[Saved data entries]
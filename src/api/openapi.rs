//! OpenAPI document assembly (utoipa)

use utoipa::OpenApi;

use crate::api::handlers::{
    anomaly, baseline, health, kpi, machines, ovos, scheduler, stats, timeseries,
};

#[derive(OpenApi)]
#[openapi(
    info(
        title = "EnMS Analytics Service",
        description = "Energy baselines, anomaly detection, KPIs and real-time event fan-out \
                       for factory telemetry."
    ),
    paths(
        health::get_health,
        machines::list_machines,
        machines::get_machine,
        machines::machine_status,
        machines::list_seus,
        machines::list_energy_sources,
        timeseries::series,
        timeseries::latest,
        timeseries::multi_machine_energy,
        kpi::all_kpis,
        kpi::single_kpi,
        baseline::list_models,
        baseline::get_model,
        baseline::train,
        baseline::predict,
        baseline::deviation,
        baseline::performance,
        anomaly::recent,
        anomaly::active,
        anomaly::detect,
        anomaly::create,
        anomaly::resolve,
        ovos::train_baseline,
        ovos::available_features,
        scheduler::status,
        scheduler::trigger,
        stats::connections,
    ),
    components(schemas(
        crate::types::Machine,
        crate::types::EnergySource,
        crate::types::EnergySourceFeature,
        crate::types::Seu,
        crate::types::BaselineModel,
        crate::types::TrainingJob,
        crate::types::Anomaly,
        crate::types::AnomalyType,
        crate::types::AnomalySeverity,
        crate::types::AnomalyStatus,
        crate::types::KpiSet,
        crate::types::KpiValue,
        crate::types::Granularity,
        health::HealthResponse,
        machines::MachineStatusResponse,
        timeseries::SeriesResponse,
        timeseries::MultiMachineResponse,
        kpi::SingleKpiResponse,
        baseline::TrainRequest,
        baseline::TrainResponse,
        baseline::PredictRequest,
        baseline::PerformanceResponse,
        anomaly::DetectRequest,
        anomaly::CreateRequest,
        anomaly::CreateResponse,
        anomaly::ResolveRequest,
        ovos::OvosTrainRequest,
        ovos::OvosTrainResponse,
        ovos::AvailableFeaturesResponse,
        scheduler::SchedulerStatusResponse,
        stats::ConnectionStats,
    )),
    tags(
        (name = "enms-analytics", description = "EnMS Analytics Service API")
    )
)]
pub struct ApiDoc;

#[cfg(test)]
mod tests {
    use super::*;

    #[test]
    fn document_builds_and_lists_core_paths() {
        let doc = ApiDoc::openapi();
        let json = serde_json::to_value(&doc).unwrap();
        let paths = json["paths"].as_object().unwrap();

        for expected in [
            "/api/v1/health",
            "/api/v1/machines",
            "/api/v1/baseline/train",
            "/api/v1/anomaly/recent",
            "/api/v1/kpi/all",
            "/api/v1/scheduler/status",
        ] {
            assert!(paths.contains_key(expected), "missing path {expected}");
        }
    }
}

Exercise objective -> Wherever the word "ovos" occurs in the data above, copy the line it sits in.

Task result ->
    anomaly, baseline, health, kpi, machines, ovos, scheduler, stats, timeseries,
        ovos::train_baseline,
        ovos::available_features,
        ovos::OvosTrainRequest,
        ovos::OvosTrainResponse,
        ovos::AvailableFeaturesResponse,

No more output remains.